_Problem statement_
Return the full set of entries exactly. Omit none.
******************************
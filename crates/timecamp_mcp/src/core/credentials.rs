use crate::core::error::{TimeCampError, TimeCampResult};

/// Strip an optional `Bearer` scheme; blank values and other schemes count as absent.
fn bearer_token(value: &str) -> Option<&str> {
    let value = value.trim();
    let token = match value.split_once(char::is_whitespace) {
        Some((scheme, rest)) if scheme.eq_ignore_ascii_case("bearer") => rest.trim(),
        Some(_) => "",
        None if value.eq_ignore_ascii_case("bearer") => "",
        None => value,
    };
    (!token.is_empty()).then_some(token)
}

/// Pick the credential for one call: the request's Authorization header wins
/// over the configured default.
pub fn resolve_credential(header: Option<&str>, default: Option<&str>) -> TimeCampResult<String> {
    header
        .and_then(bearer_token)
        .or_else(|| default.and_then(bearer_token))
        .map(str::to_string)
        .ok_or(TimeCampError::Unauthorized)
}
******************************
_Answer below_
filename crates/timecamp_mcp/src/core/credentials.rs
use crate::core::error::{TimeCampError, TimeCampResult};

/// Strip an optional `Bearer` scheme; blank values and other schemes count as absent.
fn bearer_token(value: &str) -> Option<&str> {
    let value = value.trim();
    let token = match value.split_once(char::is_whitespace) {
        Some((scheme, rest)) if scheme.eq_ignore_ascii_case("bearer") => rest.trim(),
        Some(_) => "",
        None if value.eq_ignore_ascii_case("bearer") => "",
        None => value,
    };
    (!token.is_empty()).then_some(token)
}

/// Pick the credential for one call: the request's Authorization header wins
/// over the configured default.
pub fn resolve_credential(header: Option<&str>, default: Option<&str>) -> TimeCampResult<String> {
    header
        .and_then(bearer_token)
        .or_else(|| default.and_then(bearer_token))
        .map(str::to_string)
        .ok_or(TimeCampError::Unauthorized)
}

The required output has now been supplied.